Initially, the Impossible Whopper was sold for $5.59 per patty.  Dropping the price to promote sales is going to make margins tough, Flis told Bloomberg.

Just because sales are slowing doesn’t mean Burger King has plans to rear back on promotions.  According to Bloomberg, Carrols CEO Daniel Accordino told attendees of a conference that more advertisements are to come.

“The plant-based platform will be advertised and will be expanded on the Burger King marketing calendar in 2020,” Accordino said.

Accordino suggested an expansion of the Impossible Whopper product line including an Impossible Whopper Jr. and the Impossible Croissan’wich.  Since adding the plant-based option to menus nationwide, Burger King has launched several promotions to increase sales including free delivery and free Impossible Whopper samples for delayed airport passengers.

As sales continue to dwindle, Burger King still remains confident in offering the option.

Burger King, America, President Chris Finazzo said the Impossible Whopper “continues to exceed expectations, drive traffic to our restaurants and attract new incremental guests,” according to Bloomberg.  “We continue to see high levels of repeat restaurant visits, showing that guests are enjoying the Impossible Whopper and returning from more over and over again.”

 

The Next Big Thing

By Kayla Sargent

While the chatter about plant-based alternative proteins Beyond Meat and Impossible Foods consumes the media, Memphis Meats has been quietly raising funds to get them one step closer to making cell-based alternative proteins a reality.  Memphis Meats’ mission is to “bring delicious, healthy meat to your table by harvesting it from cells instead of animals.”

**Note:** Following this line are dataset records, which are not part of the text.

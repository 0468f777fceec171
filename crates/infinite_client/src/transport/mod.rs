//! Socket.IO transport to the game server.
//!
//! The transport runs in its own task and talks to the session runtime only
//! through channels: [`TransportCommand`]s go in, [`TransportEvent`]s come
//! out. Connection retries and websocket → polling fallback live here; the
//! session sees a single `Connected` or `ConnectError`.

pub mod codec;
mod polling;
mod websocket;

use crate::config::{TransportConfig, TransportKind};
use crate::error::{ClientError, ClientErrorKind};
use codec::{EnginePacket, Handshake, SocketPacket};
use infinite_tictactoe::{ClientEvent, ServerEvent};
use std::sync::Arc;
use std::time::Duration;
use tokio::sync::mpsc;
use tokio::task::JoinHandle;
use tracing::{debug, info, instrument, warn};
use url::Url;

/// Time a closing transport gets before its task is aborted.
const SHUTDOWN_TIMEOUT: Duration = Duration::from_secs(1);

/// Pause between connection rounds, multiplied by the round number.
const RETRY_BACKOFF: Duration = Duration::from_millis(500);

/// Signals from the transport to the session.
#[derive(Debug, Clone, PartialEq, Eq)]
pub enum TransportEvent {
    /// Namespace connected; events may flow.
    Connected,
    /// Server event.
    Message(ServerEvent),
    /// The connection dropped after it was established.
    Disconnected {
        /// Why it dropped.
        reason: String,
    },
    /// Every connection attempt failed.
    ConnectError {
        /// Last failure.
        message: String,
    },
}

/// Requests from the session to the transport.
#[derive(Debug, Clone, Copy, PartialEq, Eq)]
pub enum TransportCommand {
    /// Send an event to the server.
    Emit(ClientEvent),
    /// Disconnect and stop.
    Close,
}

/// Write half of an open engine session.
#[async_trait::async_trait]
pub trait PacketSink: Send {
    /// Sends packets in order.
    async fn send(&mut self, packets: Vec<EnginePacket>) -> Result<(), ClientError>;

    /// Closes the session, best effort.
    async fn close(&mut self);
}

/// Read half of an open engine session.
#[async_trait::async_trait]
pub trait PacketStream: Send {
    /// Next batch of packets, or `None` once the session is gone. Must be
    /// cancel safe.
    async fn next_batch(&mut self) -> Option<Result<Vec<EnginePacket>, ClientError>>;
}

/// An open engine session.
pub struct Link {
    /// Transport that carried the handshake.
    pub kind: TransportKind,
    /// Handshake parameters.
    pub handshake: Handshake,
    /// Write half.
    pub sink: Box<dyn PacketSink>,
    /// Read half.
    pub stream: Box<dyn PacketStream>,
}

impl std::fmt::Debug for Link {
    fn fmt(&self, f: &mut std::fmt::Formatter<'_>) -> std::fmt::Result {
        f.debug_struct("Link")
            .field("kind", &self.kind)
            .field("handshake", &self.handshake)
            .finish_non_exhaustive()
    }
}

/// Opens engine sessions over a given transport.
#[async_trait::async_trait]
pub trait Connector: Send + Sync {
    /// Opens a session and completes the engine handshake.
    async fn open(&self, kind: TransportKind, server: &Url) -> Result<Link, ClientError>;
}

/// Connector for real websocket and polling transports.
#[derive(Debug, Clone, Copy, Default)]
pub struct NetworkConnector;

#[async_trait::async_trait]
impl Connector for NetworkConnector {
    #[instrument(skip(self), fields(server = %server))]
    async fn open(&self, kind: TransportKind, server: &Url) -> Result<Link, ClientError> {
        match kind {
            TransportKind::Websocket => websocket::open(server).await,
            TransportKind::Polling => polling::open(server).await,
        }
    }
}

/// Builds the Socket.IO endpoint for a transport.
///
/// # Errors
///
/// Fails for URL schemes other than http(s) and ws(s).
pub fn endpoint(server: &Url, kind: TransportKind, sid: Option<&str>) -> Result<Url, ClientError> {
    let secure = match server.scheme() {
        "http" | "ws" => false,
        "https" | "wss" => true,
        other => {
            return Err(ClientError::new(
                ClientErrorKind::Config,
                format!("Unsupported URL scheme '{}'", other),
            ));
        }
    };
    let scheme = match (kind, secure) {
        (TransportKind::Websocket, false) => "ws",
        (TransportKind::Websocket, true) => "wss",
        (TransportKind::Polling, false) => "http",
        (TransportKind::Polling, true) => "https",
    };

    let mut url = server.clone();
    url.set_path("/socket.io/");
    url.set_query(None);
    url.set_fragment(None);
    // Switching between special schemes (http <-> ws) is always allowed.
    url.set_scheme(scheme)
        .map_err(|_| ClientError::new(ClientErrorKind::Config, "Cannot switch URL scheme"))?;
    {
        let mut query = url.query_pairs_mut();
        query.append_pair("EIO", "4");
        query.append_pair("transport", &kind.to_string());
        if let Some(sid) = sid {
            query.append_pair("sid", sid);
        }
    }
    Ok(url)
}

/// Session-side handle to a running transport task.
#[derive(Debug)]
pub struct TransportHandle {
    commands: mpsc::UnboundedSender<TransportCommand>,
    task: JoinHandle<()>,
}

impl TransportHandle {
    /// Wraps an already spawned transport task.
    pub fn from_parts(commands: mpsc::UnboundedSender<TransportCommand>, task: JoinHandle<()>) -> Self {
        Self { commands, task }
    }

    /// Queues an event for the server.
    ///
    /// # Errors
    ///
    /// Fails once the transport task has stopped.
    pub fn emit(&self, event: ClientEvent) -> Result<(), ClientError> {
        self.commands
            .send(TransportCommand::Emit(event))
            .map_err(|_| ClientError::new(ClientErrorKind::ChannelClosed, "Transport task has stopped"))
    }

    /// Asks the transport to close and aborts it if it does not finish in
    /// time. An attempt still connecting is aborted outright.
    #[instrument(skip(self))]
    pub fn shutdown(self) {
        let Self { commands, mut task } = self;
        let _ = commands.send(TransportCommand::Close);
        tokio::spawn(async move {
            if tokio::time::timeout(SHUTDOWN_TIMEOUT, &mut task).await.is_err() {
                debug!("Transport did not close in time, aborting");
                task.abort();
            }
        });
    }
}

/// Creates transports for the session runtime.
pub trait TransportFactory: Send + Sync {
    /// Spawns a transport that reports on `events`.
    fn open(&self, events: mpsc::UnboundedSender<TransportEvent>) -> TransportHandle;
}

/// Factory for Socket.IO transports over the network.
#[derive(Clone)]
pub struct SocketIoFactory {
    server: Url,
    config: TransportConfig,
    connector: Arc<dyn Connector>,
}

impl SocketIoFactory {
    /// Creates a factory for the given server.
    pub fn new(server: Url, config: TransportConfig, connector: Arc<dyn Connector>) -> Self {
        Self {
            server,
            config,
            connector,
        }
    }
}

impl TransportFactory for SocketIoFactory {
    fn open(&self, events: mpsc::UnboundedSender<TransportEvent>) -> TransportHandle {
        let (commands_tx, commands_rx) = mpsc::unbounded_channel();
        let task = tokio::spawn(drive(
            Arc::clone(&self.connector),
            self.server.clone(),
            self.config.clone(),
            commands_rx,
            events,
        ));
        TransportHandle::from_parts(commands_tx, task)
    }
}

/// Runs one transport from first attempt to close.
#[instrument(skip_all, fields(server = %server))]
pub async fn drive(
    connector: Arc<dyn Connector>,
    server: Url,
    config: TransportConfig,
    mut commands: mpsc::UnboundedReceiver<TransportCommand>,
    events: mpsc::UnboundedSender<TransportEvent>,
) {
    let (mut link, pending) = match establish(connector.as_ref(), &server, &config).await {
        Ok(established) => established,
        Err(e) => {
            warn!(error = %e, "All connection attempts failed");
            let _ = events.send(TransportEvent::ConnectError { message: e.message });
            return;
        }
    };

    info!(transport = %link.kind, sid = %link.handshake.sid, "Transport connected");
    if events.send(TransportEvent::Connected).is_err() {
        link.sink.close().await;
        return;
    }

    if let Err(reason) = dispatch(&mut link, pending, &events).await {
        let _ = events.send(TransportEvent::Disconnected { reason });
        return;
    }

    loop {
        tokio::select! {
            command = commands.recv() => match command {
                Some(TransportCommand::Emit(event)) => {
                    let packet = SocketPacket::event(event.name(), event.payload());
                    debug!(event = event.name(), "Emitting event");
                    if let Err(e) = link.sink.send(vec![EnginePacket::Message(packet.encode())]).await {
                        warn!(error = %e, "Send failed");
                        let _ = events.send(TransportEvent::Disconnected { reason: e.message });
                        return;
                    }
                }
                Some(TransportCommand::Close) | None => {
                    info!("Closing transport");
                    let goodbye = SocketPacket::Disconnect { namespace: codec::DEFAULT_NAMESPACE.to_string() };
                    let _ = link.sink.send(vec![EnginePacket::Message(goodbye.encode())]).await;
                    link.sink.close().await;
                    return;
                }
            },
            batch = link.stream.next_batch() => match batch {
                Some(Ok(packets)) => {
                    if let Err(reason) = dispatch(&mut link, packets, &events).await {
                        let _ = events.send(TransportEvent::Disconnected { reason });
                        return;
                    }
                }
                Some(Err(e)) if e.kind == ClientErrorKind::Codec => {
                    warn!(error = %e, "Skipping malformed frame");
                }
                Some(Err(e)) => {
                    warn!(error = %e, "Transport error");
                    let _ = events.send(TransportEvent::Disconnected { reason: e.message });
                    return;
                }
                None => {
                    let _ = events.send(TransportEvent::Disconnected { reason: "transport close".to_string() });
                    return;
                }
            },
        }
    }
}

/// Tries every configured transport, for `reconnection_attempts + 1`
/// rounds, until one connects to the default namespace.
#[instrument(skip_all)]
async fn establish(
    connector: &dyn Connector,
    server: &Url,
    config: &TransportConfig,
) -> Result<(Link, Vec<EnginePacket>), ClientError> {
    let mut last_error = ClientError::transport("No transports configured");

    for round in 0..=*config.reconnection_attempts() {
        if round > 0 {
            tokio::time::sleep(RETRY_BACKOFF * round).await;
        }
        for kind in config.transports() {
            debug!(round, transport = %kind, "Connection attempt");
            let attempt = tokio::time::timeout(
                config.connect_timeout(),
                connect_namespace(connector, *kind, server),
            )
            .await;
            match attempt {
                Ok(Ok(established)) => return Ok(established),
                Ok(Err(e)) => {
                    warn!(round, transport = %kind, error = %e, "Connection attempt failed");
                    last_error = e;
                }
                Err(_) => {
                    warn!(round, transport = %kind, "Connection attempt timed out");
                    last_error = ClientError::transport("Connection timeout");
                }
            }
        }
    }

    Err(last_error)
}

/// Opens a link and joins the default namespace. Packets that arrived
/// alongside the connect ack are handed back for dispatch.
async fn connect_namespace(
    connector: &dyn Connector,
    kind: TransportKind,
    server: &Url,
) -> Result<(Link, Vec<EnginePacket>), ClientError> {
    let mut link = connector.open(kind, server).await?;
    link.sink
        .send(vec![EnginePacket::Message(SocketPacket::connect().encode())])
        .await?;

    loop {
        let batch = match link.stream.next_batch().await {
            Some(Err(e)) if e.kind == ClientErrorKind::Codec => {
                warn!(error = %e, "Skipping malformed frame");
                continue;
            }
            Some(batch) => batch?,
            None => return Err(ClientError::transport("Closed during connect")),
        };
        let mut packets = batch.into_iter();
        while let Some(packet) = packets.next() {
            match packet {
                EnginePacket::Ping(data) => link.sink.send(vec![EnginePacket::Pong(data)]).await?,
                EnginePacket::Close => return Err(ClientError::transport("Closed during connect")),
                EnginePacket::Message(text) => match SocketPacket::decode(&text) {
                    Ok(SocketPacket::Connect { .. }) => {
                        let pending = packets.collect();
                        return Ok((link, pending));
                    }
                    Ok(SocketPacket::ConnectError { message, .. }) => {
                        return Err(ClientError::transport(message));
                    }
                    Ok(other) => debug!(?other, "Ignoring packet before connect ack"),
                    Err(e) => warn!(error = %e, "Skipping malformed packet before connect ack"),
                },
                _ => {}
            }
        }
    }
}

/// Handles a batch of engine packets. Returns the disconnect reason when
/// the server ends the session.
async fn dispatch(
    link: &mut Link,
    packets: Vec<EnginePacket>,
    events: &mpsc::UnboundedSender<TransportEvent>,
) -> Result<(), String> {
    for packet in packets {
        match packet {
            EnginePacket::Ping(data) => {
                if let Err(e) = link.sink.send(vec![EnginePacket::Pong(data)]).await {
                    return Err(e.message);
                }
            }
            EnginePacket::Close => return Err("transport close".to_string()),
            EnginePacket::Message(text) => match SocketPacket::decode(&text) {
                Ok(SocketPacket::Event { name, data, .. }) => match ServerEvent::decode(&name, data) {
                    Ok(event) => {
                        debug!(event = %name, "Server event");
                        let _ = events.send(TransportEvent::Message(event));
                    }
                    Err(e) => warn!(event = %name, error = %e, "Skipping undecodable event"),
                },
                Ok(SocketPacket::Disconnect { .. }) => return Err("io server disconnect".to_string()),
                Ok(other) => debug!(?other, "Ignoring socket packet"),
                Err(e) => warn!(error = %e, "Skipping malformed socket packet"),
            },
            EnginePacket::Open(_) | EnginePacket::Pong(_) | EnginePacket::Upgrade | EnginePacket::Noop => {}
        }
    }
    Ok(())
}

While the cell-based products are not yet available, the California-based company plans to utilize the latest rounds of funds to build a pilot production facility.  The most recent round of fundraising, led by SoftBank Group, Norwest and Temasek, generated $161 million.  These new investors were joined by previous backers including Bill Gates, Richard Branson, Cargill, and Tyson, to bring the total funds raised to $180 million since its inception.

The production facility is expected to be constructed within the next 18 to 24 months, according to NPR.  Memphis Meats hopes the new plant will allow for larger scale, experimental production of their product line that, so far, includes chicken, duck, and beef.

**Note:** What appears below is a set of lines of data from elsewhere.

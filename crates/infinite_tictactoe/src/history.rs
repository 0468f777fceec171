//! Per-player sliding move windows and board derivation.

use crate::types::{BOARD_CELLS, Board, Player};
use serde::{Deserialize, Serialize};
use std::collections::VecDeque;
use tracing::{instrument, trace};

/// Maximum number of marks a player keeps on the board.
pub const WINDOW: usize = 3;

/// One player's marks, oldest first, capped at [`WINDOW`].
#[derive(Debug, Clone, Default, PartialEq, Eq, Hash, Serialize, Deserialize)]
pub struct MoveWindow {
    moves: VecDeque<usize>,
}

impl MoveWindow {
    /// Creates an empty window.
    pub fn new() -> Self {
        Self::default()
    }

    /// Builds a window from an ordered sequence, keeping only the newest
    /// [`WINDOW`] entries.
    pub fn from_indices(indices: impl IntoIterator<Item = usize>) -> Self {
        let mut window = Self::new();
        for index in indices {
            window.push(index);
        }
        window
    }

    /// Pushes a mark, evicting and returning the oldest one once the window
    /// is over capacity.
    pub fn push(&mut self, index: usize) -> Option<usize> {
        self.moves.push_back(index);
        if self.moves.len() > WINDOW {
            self.moves.pop_front()
        } else {
            None
        }
    }

    /// Oldest mark still on the board.
    pub fn oldest(&self) -> Option<usize> {
        self.moves.front().copied()
    }

    /// Whether the window holds the given index.
    pub fn contains(&self, index: usize) -> bool {
        self.moves.contains(&index)
    }

    /// Number of marks held.
    pub fn len(&self) -> usize {
        self.moves.len()
    }

    /// Whether the window holds no marks.
    pub fn is_empty(&self) -> bool {
        self.moves.is_empty()
    }

    /// Iterates marks oldest first.
    pub fn iter(&self) -> impl Iterator<Item = usize> + '_ {
        self.moves.iter().copied()
    }

    /// Copies the marks out, oldest first.
    pub fn to_vec(&self) -> Vec<usize> {
        self.iter().collect()
    }
}

/// Both players' move windows. The board is always derived from these.
#[derive(Debug, Clone, Default, PartialEq, Eq, Hash, Serialize, Deserialize)]
pub struct MoveHistory {
    minus: MoveWindow,
    plus: MoveWindow,
}

impl MoveHistory {
    /// Creates an empty history.
    pub fn new() -> Self {
        Self::default()
    }

    /// Builds a history from both players' sequences.
    pub fn from_windows(minus: MoveWindow, plus: MoveWindow) -> Self {
        Self { minus, plus }
    }

    /// Returns one player's window.
    pub fn window(&self, player: Player) -> &MoveWindow {
        match player {
            Player::Minus => &self.minus,
            Player::Plus => &self.plus,
        }
    }

    /// Appends a mark for `player`, dropping that player's oldest mark when
    /// the window overflows.
    #[instrument(skip(self))]
    pub fn append(&mut self, player: Player, index: usize) {
        let window = match player {
            Player::Minus => &mut self.minus,
            Player::Plus => &mut self.plus,
        };
        if let Some(evicted) = window.push(index) {
            trace!(evicted, "Oldest mark faded");
        }
    }

    /// Overwrites both windows at once.
    pub fn replace(&mut self, other: MoveHistory) {
        *self = other;
    }

    /// Derives the 9-cell board.
    pub fn board(&self) -> Board {
        let mut board = Board::empty();
        for index in self.minus.iter().filter(|i| *i < BOARD_CELLS) {
            board.mark(index, Player::Minus);
        }
        for index in self.plus.iter().filter(|i| *i < BOARD_CELLS) {
            board.mark(index, Player::Plus);
        }
        board
    }

    /// The mark that would fade if `player` moved again.
    pub fn oldest_of(&self, player: Player) -> Option<usize> {
        self.window(player).oldest()
    }

    /// Whether either player holds the index.
    pub fn is_occupied(&self, index: usize) -> bool {
        self.minus.contains(index) || self.plus.contains(index)
    }
}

Regulation, consumer acceptance, and other hurdles exist in bringing cell-based meats to the market.  Perhaps one of the largest hurdles is that of cost.  A 2018 Wired report said a pound of Memphis Meats cost $2,400 to produce, according to NPR.  Memphis Meats CEO Uma Valeti told NPR production costs have “come down significantly over the last three years.”

The latest round of funding and scaling production is intended, in part, to lower the production cost even more.

 

Denny’s Dives In

By Kayla Sargent

After a successful trial market, Denny’s recently joined the list of restaurants that offer plant-based “burgers” in nationwide locations.  The diner began offering Beyond Burgers in Los Angeles locations last fall and recently decided to rollout the product to all 1,700 locations in the U.S. and Canada.  To promote the new menu item, Denny’s will offer free Beyond Burgers on January 30 with the purchase of any beverage.

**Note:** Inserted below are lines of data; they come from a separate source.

//! Tests for the session runtime with a fake transport and paused time.

use infinite_client::{
    CONNECTION_LOST, ClientConfig, ConnectionState, DEADLINE_MESSAGE, GameSession,
    SessionRuntime, TransportCommand, TransportEvent, TransportFactory, TransportHandle,
    ViewPhase,
};
use infinite_tictactoe::{ClientEvent, Player, ServerEvent};
use std::sync::Arc;
use tokio::sync::mpsc;

/// The server's view of one fake transport.
struct FakeLink {
    events: mpsc::UnboundedSender<TransportEvent>,
    commands: mpsc::UnboundedReceiver<TransportCommand>,
}

struct FakeFactory {
    links: mpsc::UnboundedSender<FakeLink>,
}

impl TransportFactory for FakeFactory {
    fn open(&self, events: mpsc::UnboundedSender<TransportEvent>) -> TransportHandle {
        let (commands_tx, mut commands_rx) = mpsc::unbounded_channel();
        let (forward_tx, forward_rx) = mpsc::unbounded_channel();
        let task = tokio::spawn(async move {
            while let Some(command) = commands_rx.recv().await {
                let closing = command == TransportCommand::Close;
                if forward_tx.send(command).is_err() || closing {
                    break;
                }
            }
        });
        let _ = self.links.send(FakeLink {
            events,
            commands: forward_rx,
        });
        TransportHandle::from_parts(commands_tx, task)
    }
}

fn spawn_runtime() -> (
    infinite_client::SessionClient,
    tokio::task::JoinHandle<()>,
    mpsc::UnboundedReceiver<FakeLink>,
) {
    let (links_tx, links_rx) = mpsc::unbounded_channel();
    let (client, task) = SessionRuntime::spawn(
        GameSession::new(&ClientConfig::default()),
        Arc::new(FakeFactory { links: links_tx }),
    );
    (client, task, links_rx)
}

#[tokio::test(start_paused = true)]
async fn test_plays_then_stalls_back_to_menu() {
    let (client, task, mut links) = spawn_runtime();
    let mut snapshots = client.subscribe();

    client.start().unwrap();
    let mut link = links.recv().await.unwrap();
    link.events.send(TransportEvent::Connected).unwrap();
    link.events
        .send(TransportEvent::Message(ServerEvent::RoomJoined { players: 1 }))
        .unwrap();
    link.events
        .send(TransportEvent::Message(ServerEvent::GameStart))
        .unwrap();

    snapshots
        .wait_for(|s| *s.phase() == ViewPhase::Playing)
        .await
        .unwrap();

    client.attempt_move(4).unwrap();
    assert_eq!(
        link.commands.recv().await,
        Some(TransportCommand::Emit(ClientEvent::Turn {
            coord: 4,
            turn: Player::Minus,
        }))
    );

    // Nobody moves again: warning, stall, then back to the menu.
    snapshots
        .wait_for(|s| s.countdowns().opponent > 0)
        .await
        .unwrap();
    snapshots
        .wait_for(|s| *s.disconnect_notice())
        .await
        .unwrap();
    snapshots
        .wait_for(|s| *s.phase() == ViewPhase::Menu)
        .await
        .unwrap();

    assert_eq!(link.commands.recv().await, Some(TransportCommand::Close));
    let view = client.snapshot();
    assert_eq!(*view.connection(), ConnectionState::Disconnected);
    assert_eq!(view.notice().as_deref(), Some(CONNECTION_LOST));

    client.shutdown().unwrap();
    task.await.unwrap();
}

#[tokio::test(start_paused = true)]
async fn test_connect_deadline_tears_transport_down() {
    let (client, task, mut links) = spawn_runtime();
    let mut snapshots = client.subscribe();

    client.start().unwrap();
    let mut link = links.recv().await.unwrap();

    snapshots
        .wait_for(|s| *s.connection() == ConnectionState::TimedOut)
        .await
        .unwrap();
    assert_eq!(link.commands.recv().await, Some(TransportCommand::Close));

    let view = client.snapshot();
    assert_eq!(*view.phase(), ViewPhase::Menu);
    assert_eq!(view.error().as_deref(), Some(DEADLINE_MESSAGE));

    // Late signals from the dead transport go nowhere.
    assert!(link.events.send(TransportEvent::Connected).is_err());

    client.shutdown().unwrap();
    task.await.unwrap();
}

#[tokio::test(start_paused = true)]
async fn test_restart_opens_a_fresh_transport() {
    let (client, task, mut links) = spawn_runtime();

    client.start().unwrap();
    let first = links.recv().await.unwrap();
    first.events.send(TransportEvent::Connected).unwrap();

    client.quit().unwrap();
    client.start().unwrap();
    let second = links.recv().await.unwrap();
    second.events.send(TransportEvent::Connected).unwrap();

    let mut snapshots = client.subscribe();
    snapshots
        .wait_for(|s| *s.connection() == ConnectionState::Connected)
        .await
        .unwrap();

    client.shutdown().unwrap();
    task.await.unwrap();
}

A press release called the initial offering “overwhelmingly successful” and said Denny’s will be the first “family dining” restaurant to offer a “100 percent plant-based protein option.”  The press release said this move will help meet “guests’ desire to move toward a flexitarian diet.”

“We were thrilled to be able to answer the call from our guests to add more plant-based protein options to our menu when we launched the Beyond Burger in Los Angeles at the end of last year.  The positive response we received validated our decision to partner with Beyond Meat to introduce our guests to a plant-based option,” Denny’s chief brand officer John Dillon said.  “We could not be more excited to add the Beyond Burger to our permanent lineup of delicious, affordable menu options as we continue to innovate and expand our menu to meet evolving dietary preferences.”